* [Assignment] Where does "Json" appear in the data? Return each line that holds it.

* [Information]
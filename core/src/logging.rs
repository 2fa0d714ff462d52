//! Log subscriber setup for binaries and tests embedding the crawler.
//!
//! The library itself only emits `tracing` events; installing a subscriber
//! is left to the application. `init` is a convenience that prints
//! `time level [thread id] target: message` lines to stderr.

use tracing_subscriber::util::TryInitError;
use tracing_subscriber::{fmt, EnvFilter};

/// Install a global fmt subscriber.
///
/// `RUST_LOG` wins when set; otherwise `default_filter` (e.g.
/// `"crawler_core=debug"`) is used. Fails if a global subscriber is already
/// installed.
pub fn init(default_filter: &str) -> Result<(), TryInitError> {
    use tracing_subscriber::layer::SubscriberExt;
    use tracing_subscriber::util::SubscriberInitExt;

    let filter = EnvFilter::try_from_default_env().unwrap_or_else(|_| EnvFilter::new(default_filter));
    tracing_subscriber::registry()
        .with(filter)
        .with(
            fmt::layer()
                .with_thread_ids(true)
                .with_thread_names(true)
                .with_target(true)
                .with_writer(std::io::stderr),
        )
        .try_init()
}

#[cfg(test)]
mod tests {
    use super::*;

    #[test]
    fn second_init_reports_error() {
        // The first call may lose to another test in this process; the
        // second always finds a subscriber in place.
        let _ = init("crawler_core=debug");
        assert!(init("crawler_core=debug").is_err());
    }
}
//! The transport seam and its blocking `ureq` implementation.
//!
//! # Design
//! The dispatcher only knows `Transport::perform`. Connection handling, TLS,
//! proxying and response decoding all live behind it. `UreqTransport` is the
//! production implementation; tests substitute their own stubs.

use std::io;
use std::sync::Arc;
use std::time::Duration;

use ureq::http::Response;
use ureq::{Agent, Body, Proxy, RequestBuilder};

use crate::config::TransportConfig;
use crate::error::TransportError;
use crate::http::{HttpMethod, HttpRequest, HttpResponse};

/// Executes one HTTP attempt.
///
/// Implementations must report a per-attempt timeout as
/// `TransportError::Timeout`; that is the only error the dispatcher retries.
pub trait Transport: Send + Sync {
    fn perform(&self, request: &HttpRequest) -> Result<HttpResponse, TransportError>;
}

impl<T: Transport + ?Sized> Transport for Arc<T> {
    fn perform(&self, request: &HttpRequest) -> Result<HttpResponse, TransportError> {
        (**self).perform(request)
    }
}

/// Blocking HTTP(S) transport with optional HTTP or SOCKS proxy.
///
/// Status codes are returned as data; only network-level problems are
/// errors. Bodies are read as raw bytes up to `TransportConfig::body_limit`.
#[derive(Debug, Clone)]
pub struct UreqTransport {
    config: TransportConfig,
    agent: Agent,
}

impl UreqTransport {
    pub fn new(config: TransportConfig) -> Result<Self, TransportError> {
        let agent = build_agent(&config, config.proxy.as_deref(), config.timeout())?;
        Ok(Self { config, agent })
    }

    pub fn config(&self) -> &TransportConfig {
        &self.config
    }

    /// The shared agent, or a one-off agent when the request overrides the
    /// proxy or timeout.
    fn agent_for(&self, request: &HttpRequest) -> Result<Agent, TransportError> {
        if request.proxy.is_none() && request.timeout.is_none() {
            return Ok(self.agent.clone());
        }
        let proxy = request.proxy.as_deref().or(self.config.proxy.as_deref());
        let timeout = request.timeout.or_else(|| self.config.timeout());
        build_agent(&self.config, proxy, timeout)
    }

    fn prepare<B>(&self, mut builder: RequestBuilder<B>, request: &HttpRequest) -> RequestBuilder<B> {
        for (name, value) in self.config.default_headers.iter().chain(&request.headers) {
            builder = builder.header(name.as_str(), value.as_str());
        }
        builder
    }
}

impl Default for UreqTransport {
    fn default() -> Self {
        let config = TransportConfig::default();
        let agent = agent_config(&config, None, config.timeout());
        Self { config, agent }
    }
}

impl Transport for UreqTransport {
    fn perform(&self, request: &HttpRequest) -> Result<HttpResponse, TransportError> {
        let agent = self.agent_for(request)?;
        let url = request.url.as_str();

        let result = match request.method {
            HttpMethod::Get => self.prepare(agent.get(url), request).call(),
            HttpMethod::Post => {
                let builder = self.prepare(agent.post(url), request);
                match &request.body {
                    Some(body) => builder.send(body.as_bytes()),
                    None => builder.send_empty(),
                }
            }
        };

        into_response(result.map_err(map_error)?, self.config.body_limit)
    }
}

fn build_agent(config: &TransportConfig, proxy: Option<&str>, timeout: Option<Duration>) -> Result<Agent, TransportError> {
    let proxy = proxy.map(parse_proxy).transpose()?;
    Ok(agent_config(config, proxy, timeout))
}

fn agent_config(config: &TransportConfig, proxy: Option<Proxy>, timeout: Option<Duration>) -> Agent {
    let mut builder = Agent::config_builder()
        .http_status_as_error(false)
        .timeout_global(timeout)
        .proxy(proxy);
    if let Some(user_agent) = config.user_agent.as_deref() {
        builder = builder.user_agent(user_agent);
    }
    builder.build().new_agent()
}

fn parse_proxy(proxy: &str) -> Result<Proxy, TransportError> {
    Proxy::new(proxy).map_err(|e| TransportError::InvalidProxy {
        proxy: proxy.to_string(),
        reason: e.to_string(),
    })
}

fn into_response(mut response: Response<Body>, body_limit: u64) -> Result<HttpResponse, TransportError> {
    let status = response.status().as_u16();
    let headers = response
        .headers()
        .iter()
        .map(|(name, value)| {
            (
                name.as_str().to_string(),
                String::from_utf8_lossy(value.as_bytes()).into_owned(),
            )
        })
        .collect();
    let body = response
        .body_mut()
        .with_config()
        .limit(body_limit)
        .read_to_vec()
        .map_err(map_error)?;

    Ok(HttpResponse { status, headers, body })
}

fn map_error(err: ureq::Error) -> TransportError {
    match err {
        ureq::Error::Timeout(_) => TransportError::Timeout,
        ureq::Error::Io(e) if e.kind() == io::ErrorKind::TimedOut => TransportError::Timeout,
        ureq::Error::Io(e) => TransportError::Io(e),
        ureq::Error::BadUri(msg) => TransportError::InvalidRequest(msg),
        ureq::Error::Http(e) => TransportError::InvalidRequest(e.to_string()),
        other => TransportError::Failed(other.to_string()),
    }
}

#[cfg(test)]
mod tests {
    use super::*;

    #[test]
    fn rejects_unsupported_proxy_scheme() {
        let config = TransportConfig {
            proxy: Some("ftp://127.0.0.1:21".into()),
            ..TransportConfig::default()
        };
        let err = UreqTransport::new(config).unwrap_err();
        assert!(matches!(err, TransportError::InvalidProxy { .. }));
    }

    #[test]
    fn accepts_socks_and_http_proxies() {
        for proxy in ["socks5://127.0.0.1:1080", "http://127.0.0.1:3128"] {
            let config = TransportConfig {
                proxy: Some(proxy.into()),
                ..TransportConfig::default()
            };
            assert!(UreqTransport::new(config).is_ok(), "{proxy}");
        }
    }

    #[test]
    fn per_request_proxy_is_validated() {
        let transport = UreqTransport::default();
        let request = HttpRequest::new(
            HttpMethod::Get,
            "http://127.0.0.1:9/",
            crate::http::RequestOptions::new().proxy("ftp://127.0.0.1:21"),
        );
        let err = transport.perform(&request).unwrap_err();
        assert!(matches!(err, TransportError::InvalidProxy { .. }));
    }

    #[test]
    fn ureq_timeouts_map_to_timeout() {
        let io = io::Error::new(io::ErrorKind::TimedOut, "read timed out");
        assert!(map_error(ureq::Error::Io(io)).is_timeout());

        let refused = io::Error::new(io::ErrorKind::ConnectionRefused, "refused");
        assert!(matches!(map_error(ureq::Error::Io(refused)), TransportError::Io(_)));
    }

    #[test]
    fn malformed_url_is_invalid_request() {
        let transport = UreqTransport::default();
        let request = HttpRequest::new(HttpMethod::Get, "not a url", Default::default());
        let err = transport.perform(&request).unwrap_err();
        assert!(!err.is_timeout());
    }
}
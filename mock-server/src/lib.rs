use std::{
    collections::BTreeMap,
    sync::{
        atomic::{AtomicUsize, Ordering},
        Arc,
    },
    time::Duration,
};

use axum::{
    extract::{Path, State},
    http::{header, HeaderMap, StatusCode},
    routing::{get, post},
    Json, Router,
};
use serde::{Deserialize, Serialize};
use tokio::net::TcpListener;

/// Behaviour knobs for the `/flaky` endpoint.
#[derive(Clone, Debug)]
pub struct MockConfig {
    /// How many `/flaky` requests stall before it starts answering.
    pub flaky_failures: usize,
    /// How long a stalled `/flaky` request sleeps before answering anyway.
    pub stall: Duration,
}

impl Default for MockConfig {
    fn default() -> Self {
        Self {
            flaky_failures: 0,
            stall: Duration::from_millis(500),
        }
    }
}

/// Served by `/bytes`: not valid UTF-8 in any position.
pub const BINARY_BODY: [u8; 4] = [0xff, 0xfe, 0x00, 0x80];

#[derive(Clone, Debug, Serialize, Deserialize)]
pub struct Echoed {
    pub body: String,
    pub headers: BTreeMap<String, String>,
}

#[derive(Clone, Debug, Serialize, Deserialize)]
pub struct Stats {
    pub flaky_hits: usize,
}

#[derive(Clone)]
struct AppState {
    stall: Duration,
    flaky_remaining: Arc<AtomicUsize>,
    flaky_hits: Arc<AtomicUsize>,
}

pub fn app() -> Router {
    app_with(MockConfig::default())
}

pub fn app_with(config: MockConfig) -> Router {
    let state = AppState {
        stall: config.stall,
        flaky_remaining: Arc::new(AtomicUsize::new(config.flaky_failures)),
        flaky_hits: Arc::new(AtomicUsize::new(0)),
    };
    Router::new()
        .route("/hello", get(hello))
        .route("/echo", post(echo))
        .route("/slow/{ms}", get(slow))
        .route("/status/{code}", get(status))
        .route("/bytes", get(bytes))
        .route("/big/{len}", get(big))
        .route("/flaky", get(flaky))
        .route("/stats", get(stats))
        .with_state(state)
}

pub async fn run(listener: TcpListener) -> Result<(), std::io::Error> {
    run_with(listener, MockConfig::default()).await
}

pub async fn run_with(listener: TcpListener, config: MockConfig) -> Result<(), std::io::Error> {
    axum::serve(listener, app_with(config)).await
}

async fn hello() -> &'static str {
    "hello"
}

async fn echo(headers: HeaderMap, body: String) -> Json<Echoed> {
    let headers = headers
        .iter()
        .filter_map(|(name, value)| Some((name.as_str().to_string(), value.to_str().ok()?.to_string())))
        .collect();
    Json(Echoed { body, headers })
}

async fn slow(Path(ms): Path<u64>) -> String {
    tokio::time::sleep(Duration::from_millis(ms)).await;
    format!("slept {ms}ms")
}

async fn status(Path(code): Path<u16>) -> (StatusCode, String) {
    match StatusCode::from_u16(code) {
        Ok(status) => (status, format!("status {code}")),
        Err(_) => (StatusCode::BAD_REQUEST, format!("invalid status {code}")),
    }
}

async fn bytes() -> ([(header::HeaderName, &'static str); 1], Vec<u8>) {
    ([(header::CONTENT_TYPE, "application/octet-stream")], BINARY_BODY.to_vec())
}

async fn big(Path(len): Path<usize>) -> Vec<u8> {
    vec![b'a'; len]
}

async fn flaky(State(state): State<AppState>) -> &'static str {
    state.flaky_hits.fetch_add(1, Ordering::SeqCst);
    let stalled = state
        .flaky_remaining
        .fetch_update(Ordering::SeqCst, Ordering::SeqCst, |n| n.checked_sub(1))
        .is_ok();
    if stalled {
        tokio::time::sleep(state.stall).await;
        return "late";
    }
    "recovered"
}

async fn stats(State(state): State<AppState>) -> Json<Stats> {
    Json(Stats {
        flaky_hits: state.flaky_hits.load(Ordering::SeqCst),
    })
}
impl SessionManager {
    pub fn new(
        index: Arc<ContentIndex>,
        builder: Arc<ArchiveBuilder>,
        store: Arc<dyn BlobStore>,
        config: SessionConfig,
    ) -> Self {
        Self {
            index,
            builder,
            store,
            config,
            sessions: RwLock::new(HashMap::new()),
            root: CancellationToken::new(),
        }
    }

    pub fn index(&self) -> &Arc<ContentIndex> {
        &self.index
    }

    pub fn builder(&self) -> &Arc<ArchiveBuilder> {
        &self.builder
    }

    pub fn session_count(&self) -> usize {
        self.sessions.read().len()
    }

    pub fn get(&self, id: &SessionId) -> Option<Arc<Session>> {
        self.sessions.read().get(id).cloned()
    }

    /// Register a new client, pinned to the current revision.
    pub fn on_connect(&self, version: u16, peer: Option<SocketAddr>) -> Arc<Session> {
        let session = Arc::new(Session {
            id: uuid::Uuid::new_v4().into_bytes(),
            version,
            peer,
            pinned: Mutex::new(self.index.current()),
            transfers: Mutex::new(HashMap::new()),
            cancel: self.root.child_token(),
        });
        self.sessions.write().insert(session.id, session.clone());
        info!(
            session = %session.id_string(),
            ?peer,
            version,
            revision = session.pinned_revision(),
            "session opened"
        );
        session
    }

    /// Close a session: cancel its transfers and release its pin.
    pub fn on_disconnect(&self, id: &SessionId) {
        let Some(session) = self.sessions.write().remove(id) else {
            return;
        };
        session.cancel.cancel();
        let dropped = {
            let mut transfers = session.transfers.lock();
            let n = transfers.len();
            transfers.clear();
            n
        };
        // The index holds the current revision anyway; older pins become collectable.
        *session.pinned.lock() = self.index.current();
        info!(session = %session.id_string(), aborted_transfers = dropped, "session closed");
    }

    /// Close every session.
    pub fn close_all(&self) {
        self.root.cancel();
        let ids: Vec<SessionId> = self.sessions.read().keys().copied().collect();
        for id in ids {
            self.on_disconnect(&id);
        }
    }

    /// Listing of the current revision under `prefix`. Advances the pin.
    pub fn list(&self, session: &Session, prefix: &str) -> (u64, Vec<EntryMeta>) {
        let rev = session.pin(self.index.current());
        let entries = rev
            .list(prefix)
            .into_iter()
            .map(|i| EntryMeta {
                path: i.path.clone(),
                hash: i.hash,
                size: i.size,
                modified: i.modified,
            })
            .collect();
        (rev.seq(), entries)
    }

    /// Start streaming one item from the latest revision.
    pub fn request_item(
        &self,
        session: &Session,
        path: &str,
        offset: u64,
        expected_hash: Option<ContentHash>,
    ) -> Result<Transfer, TransferError> {
        if session.is_closed() {
            return Err(TransferError::SessionClosed);
        }
        let rev = session.pin(self.index.current());
        let item = rev
            .get(path)
            .cloned()
            .ok_or_else(|| TransferError::NotFound(path.to_string()))?;
        check_resume(offset, expected_hash, item.hash, item.size)?;
        let source = Source::Item {
            item: item.clone(),
            store: self.store.clone(),
        };
        Ok(self.register(session, item.path, rev, source, item.hash, item.size, offset))
    }

    /// Build (or reuse) the archive for `selection` at the latest revision and start streaming it.
    pub async fn request_archive(
        &self,
        session: &Session,
        selection: &Selection,
        offset: u64,
        expected_hash: Option<ContentHash>,
    ) -> Result<Transfer, TransferError> {
        if session.is_closed() {
            return Err(TransferError::SessionClosed);
        }
        let rev = session.pin(self.index.current());
        if offset > 0 && expected_hash.is_none() {
            return Err(TransferError::MissingResumeHash(offset));
        }
        let archive = self.builder.build(&rev, selection).await?;
        check_resume(offset, expected_hash, archive.content_hash(), archive.len())?;
        let name = format!("{}.pak", archive.id_string());
        let (hash, len) = (archive.content_hash(), archive.len());
        Ok(self.register(session, name, rev, Source::Archive(archive), hash, len, offset))
    }

    #[allow(clippy::too_many_arguments)]
    fn register(
        &self,
        session: &Session,
        name: String,
        revision: Arc<Revision>,
        source: Source,
        content_hash: ContentHash,
        total_len: u64,
        offset: u64,
    ) -> Transfer {
        let id = uuid::Uuid::new_v4().into_bytes();
        session.transfers.lock().insert(
            id,
            TransferInfo {
                id,
                name: name.clone(),
                revision: revision.seq(),
                total_len,
            },
        );
        debug!(
            session = %session.id_string(),
            name = %name,
            revision = revision.seq(),
            offset,
            total_len,
            "transfer started"
        );
        Transfer {
            id,
            name,
            revision,
            source,
            content_hash,
            total_len,
            start_offset: offset,
            offset,
            acked: offset,
            chunk_size: self.config.chunk_size,
            checksum: ChecksumAccumulator::new(),
            resume_attempts: 0,
            max_resume_attempts: self.config.max_resume_attempts,
            state: if offset == total_len {
                TransferState::Completed
            } else {
                TransferState::Active
            },
            cancel: session.cancel.child_token(),
        }
    }

    /// Forget a finished or aborted transfer.
    pub fn finish_transfer(&self, session: &Session, transfer: &Transfer) {
        session.transfers.lock().remove(&transfer.id);
        match transfer.state {
            TransferState::Completed => debug!(
                session = %session.id_string(),
                name = %transfer.name,
                bytes = transfer.bytes_sent(),
                "transfer complete"
            ),
            _ => warn!(
                session = %session.id_string(),
                name = %transfer.name,
                acked = transfer.acked,
                total = transfer.total_len,
                "transfer aborted"
            ),
        }
    }
}

fn check_resume(
    offset: u64,
    expected: Option<ContentHash>,
    actual: ContentHash,
    total_len: u64,
) -> Result<(), TransferError> {
    if offset == 0 {
        return Ok(());
    }
    match expected {
        None => return Err(TransferError::MissingResumeHash(offset)),
        Some(h) if h != actual => return Err(TransferError::ContentChanged { expected: h }),
        Some(_) => {}
    }
    if offset > total_len {
        return Err(TransferError::InvalidRange { offset, total_len });
    }
    Ok(())
}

* [Solution]
    Json, Router,
async fn echo(headers: HeaderMap, body: String) -> Json<Echoed> {
    Json(Echoed { body, headers })
async fn stats(State(state): State<AppState>) -> Json<Stats> {
    Json(Stats {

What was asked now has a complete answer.